Em vez disso, quer ele tenha comprado leguminosas por um sela ou quer tenha comprado leguminosas por uma peruta, o preço teria sido o mesmo mesmo se ele tivesse comprado em grande quantidade. A Guemará conclui: Aprenda daqui que esta é a interpretação correta da mishná.
הֵיכִי דָמֵי? אִילֵּימָא בְּאַתְרָא דִּמְזַבְּנִי בְּשׁוּמָא, הֵיכָא דְּיָהֵיב לֵיהּ סֶלַע — מוֹזְלִי גַּבֵּיהּ טְפֵי!
A Guemará pergunta sobre a venda de leguminosas: Quais são as circunstâncias em que o preço permanece o mesmo mesmo se alguém compra em grande quantidade?
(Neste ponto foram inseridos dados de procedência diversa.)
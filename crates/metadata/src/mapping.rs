//! Mapping from metadata-API payloads to the review form's vocabulary.
//!
//! The metadata service has its own genre/platform taxonomy; these
//! functions fold it into the site's fixed options and assemble the
//! auto-fill draft the admin form consumes.

use serde::Serialize;

use crate::client::{GameDetail, GenreRef, PlatformRef, TagRef};

/// Maximum number of tags suggested for a draft.
const MAX_TAGS: usize = 5;

/// API genre slug -> site genre option.
const GENRE_MAP: &[(&str, &str)] = &[
    ("action", "Action Adventure"),
    ("adventure", "Action Adventure"),
    ("rpg", "RPG"),
    ("shooter", "FPS"),
    ("strategy", "Strategy"),
    ("sports", "Sports"),
    ("racing", "Racing"),
    ("puzzle", "Puzzle"),
    ("simulation", "Simulation"),
    ("indie", "Indie"),
    ("horror", "Horror"),
];

/// API platform slug -> site platform checkbox value.
const PLATFORM_MAP: &[(&str, &str)] = &[
    ("pc", "PC"),
    ("playstation5", "PS5"),
    ("playstation4", "PS4"),
    ("xbox-series-x", "Xbox Series X"),
    ("xbox-one", "Xbox One"),
    ("nintendo-switch", "Nintendo Switch"),
    ("ios", "Mobile"),
    ("android", "Mobile"),
];

/// Mode keyword -> canonical mode label, checked against tag names.
const MODE_KEYWORDS: &[(&str, &str)] = &[
    ("singleplayer", "Singleplayer"),
    ("multiplayer", "Multiplayer"),
    ("co-op", "Co-op"),
    ("coop", "Co-op"),
    ("cooperative", "Co-op"),
    ("split-screen", "Split-screen"),
    ("split screen", "Split-screen"),
];

/// Map API genres to one site genre option.
///
/// A game carrying both `action` and `rpg` is an "Action RPG"; otherwise
/// the first mappable genre wins, and anything unmappable is "Other".
pub fn map_genre(genres: &[GenreRef]) -> String {
    if genres.is_empty() {
        return String::new();
    }

    let slugs: Vec<String> = genres.iter().map(|g| g.slug.to_lowercase()).collect();
    if slugs.iter().any(|s| s == "action") && slugs.iter().any(|s| s == "rpg") {
        return "Action RPG".to_string();
    }

    for slug in &slugs {
        if let Some((_, mapped)) = GENRE_MAP.iter().find(|(from, _)| from == slug) {
            return (*mapped).to_string();
        }
    }

    "Other".to_string()
}

/// Map API platforms to the site's platform checkbox values, deduplicated
/// (iOS and Android both fold into "Mobile").
pub fn map_platforms(platforms: &[PlatformRef]) -> Vec<String> {
    let mut mapped: Vec<String> = Vec::new();

    for p in platforms {
        let slug = p.platform.slug.as_str();
        if let Some((_, value)) = PLATFORM_MAP.iter().find(|(from, _)| *from == slug) {
            if !mapped.iter().any(|m| m == value) {
                mapped.push((*value).to_string());
            }
        }
    }

    mapped
}

/// Suggest up to [`MAX_TAGS`] tags: genre names first, then English API
/// tags, deduplicated in order.
pub fn derive_tags(genres: &[GenreRef], tags: &[TagRef]) -> Vec<String> {
    let mut out: Vec<String> = Vec::new();

    for name in genres.iter().take(3).map(|g| g.name.clone()).chain(
        tags.iter()
            .filter(|t| t.language.as_deref() == Some("eng"))
            .take(3)
            .map(|t| t.name.clone()),
    ) {
        if !out.contains(&name) {
            out.push(name);
        }
    }

    out.truncate(MAX_TAGS);
    out
}

/// Infer play modes from tag names.
pub fn map_modes(tags: &[TagRef]) -> Vec<String> {
    let mut modes: Vec<String> = Vec::new();

    for tag in tags {
        let name = tag.name.to_lowercase();
        for (keyword, label) in MODE_KEYWORDS {
            if name.contains(keyword) && !modes.iter().any(|m| m == label) {
                modes.push((*label).to_string());
            }
        }
    }

    modes
}

/* --------------------------------------------------------------------------
Auto-fill draft
-------------------------------------------------------------------------- */

/// Pre-filled review form values derived from one game's metadata.
#[derive(Debug, Clone, Serialize)]
#[serde(rename_all = "camelCase")]
pub struct ReviewDraft {
    pub title: String,
    pub genre: String,
    pub platforms: Vec<String>,
    /// The API's key art doubles as cover and header suggestion.
    pub cover_image: Option<String>,
    pub header_image: Option<String>,
    pub tags: Vec<String>,
    pub developers: Vec<String>,
    pub publishers: Vec<String>,
    pub modes: Vec<String>,
    pub release_year: Option<String>,
}

/// Assemble the admin form auto-fill draft for a game.
pub fn autofill_draft(game: &GameDetail) -> ReviewDraft {
    ReviewDraft {
        title: game.name.clone(),
        genre: map_genre(&game.genres),
        platforms: map_platforms(&game.platforms),
        cover_image: game.background_image.clone(),
        header_image: game.background_image.clone(),
        tags: derive_tags(&game.genres, &game.tags),
        developers: game.developers.iter().map(|d| d.name.clone()).collect(),
        publishers: game.publishers.iter().map(|p| p.name.clone()).collect(),
        modes: map_modes(&game.tags),
        release_year: game
            .released
            .as_deref()
            .and_then(|r| r.get(..4))
            .map(str::to_string),
    }
}

#[cfg(test)]
mod tests {
    use super::*;
    use crate::client::NamedSlugRef;

    fn genre(name: &str, slug: &str) -> GenreRef {
        GenreRef {
            name: name.to_string(),
            slug: slug.to_string(),
        }
    }

    fn platform(name: &str, slug: &str) -> PlatformRef {
        PlatformRef {
            platform: NamedSlugRef {
                name: name.to_string(),
                slug: slug.to_string(),
            },
        }
    }

    fn tag(name: &str, language: &str) -> TagRef {
        TagRef {
            name: name.to_string(),
            language: Some(language.to_string()),
        }
    }

    #[test]
    fn action_plus_rpg_maps_to_action_rpg() {
        let genres = [genre("Action", "action"), genre("RPG", "rpg")];
        assert_eq!(map_genre(&genres), "Action RPG");
    }

    #[test]
    fn first_mappable_genre_wins() {
        let genres = [genre("Board Games", "board-games"), genre("Shooter", "shooter")];
        assert_eq!(map_genre(&genres), "FPS");
    }

    #[test]
    fn unmappable_genres_fall_back_to_other() {
        assert_eq!(map_genre(&[genre("Card", "card")]), "Other");
        assert_eq!(map_genre(&[]), "");
    }

    #[test]
    fn mobile_platforms_are_deduplicated() {
        let platforms = [
            platform("iOS", "ios"),
            platform("Android", "android"),
            platform("PC", "pc"),
        ];
        assert_eq!(map_platforms(&platforms), vec!["Mobile", "PC"]);
    }

    #[test]
    fn unknown_platforms_are_skipped() {
        let platforms = [platform("Dreamcast", "dreamcast")];
        assert!(map_platforms(&platforms).is_empty());
    }

    #[test]
    fn tags_prefer_genres_then_english_tags_capped_at_five() {
        let genres = [
            genre("Action", "action"),
            genre("RPG", "rpg"),
            genre("Indie", "indie"),
        ];
        let tags = [
            tag("Atmospheric", "eng"),
            tag("Атмосферная", "rus"),
            tag("Open World", "eng"),
            tag("Souls-like", "eng"),
        ];

        let out = derive_tags(&genres, &tags);
        assert_eq!(out, vec!["Action", "RPG", "Indie", "Atmospheric", "Open World"]);
    }

    #[test]
    fn duplicate_tag_names_are_removed() {
        let genres = [genre("Indie", "indie")];
        let tags = [tag("Indie", "eng")];

        assert_eq!(derive_tags(&genres, &tags), vec!["Indie"]);
    }

    #[test]
    fn modes_inferred_from_tag_keywords() {
        let tags = [
            tag("Online multiplayer", "eng"),
            tag("Local Co-op", "eng"),
            tag("Atmospheric", "eng"),
        ];

        assert_eq!(map_modes(&tags), vec!["Multiplayer", "Co-op"]);
    }

    #[test]
    fn draft_pulls_everything_together() {
        let game = GameDetail {
            id: 1,
            name: "Elden Ring".to_string(),
            released: Some("2022-02-25".to_string()),
            background_image: Some("https://example.com/art.jpg".to_string()),
            genres: vec![genre("Action", "action"), genre("RPG", "rpg")],
            platforms: vec![platform("PC", "pc"), platform("PS5", "playstation5")],
            tags: vec![tag("Souls-like", "eng"), tag("Co-op", "eng")],
            developers: vec![crate::client::NamedRef {
                name: "FromSoftware".to_string(),
            }],
            publishers: vec![crate::client::NamedRef {
                name: "Bandai Namco".to_string(),
            }],
            description_raw: None,
        };

        let draft = autofill_draft(&game);

        assert_eq!(draft.title, "Elden Ring");
        assert_eq!(draft.genre, "Action RPG");
        assert_eq!(draft.platforms, vec!["PC", "PS5"]);
        assert_eq!(draft.cover_image.as_deref(), Some("https://example.com/art.jpg"));
        assert_eq!(draft.developers, vec!["FromSoftware"]);
        assert_eq!(draft.release_year.as_deref(), Some("2022"));
        assert_eq!(draft.modes, vec!["Co-op"]);
    }
}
Se dissermos que isso ocorre em um local onde vendem leguminosas por avaliação do valor de um artigo, então, quando ele dá ao comerciante um sela como pagamento, o vendedor reduz o preço para ele ainda mais do que se ele tivesse comprado menos. Em tal lugar, o comprador lucra, e está claro que mesmo as leguminosas não têm preço fixo.
אָמַר רַב פָּפָּא: בְּאַתְרָא דְּכָיְילִי בְּכַנֵּי, דְּאָמַר לֵיהּ: ״כַּנָּא כַּנָּא בִּפְרוּטָה״.
Rav Pappa disse: Trata-se de um local onde se mede com recipientes e de um caso em que o comerciante lhe disse: Encha cada recipiente por uma peruta. O comprador então recebe o produto de acordo com quanto paga e não paga menos se comprar em grande quantidade.
תָּא שְׁמַע: הָיְתָה כְּתוּבָּתָהּ אַרְבַּע מֵאוֹת זוּז, מָכְרָה לָזֶה בְּמָנֶה וְלָזֶה בְּמָנֶה וְלָאַחֲרוֹן יָפֶה מָנֶה וְדִינָר בְּמָנֶה — שֶׁל אַחֲרוֹן בָּטֵל, וְשֶׁל כּוּלָּן מִכְרָן קַיָּים.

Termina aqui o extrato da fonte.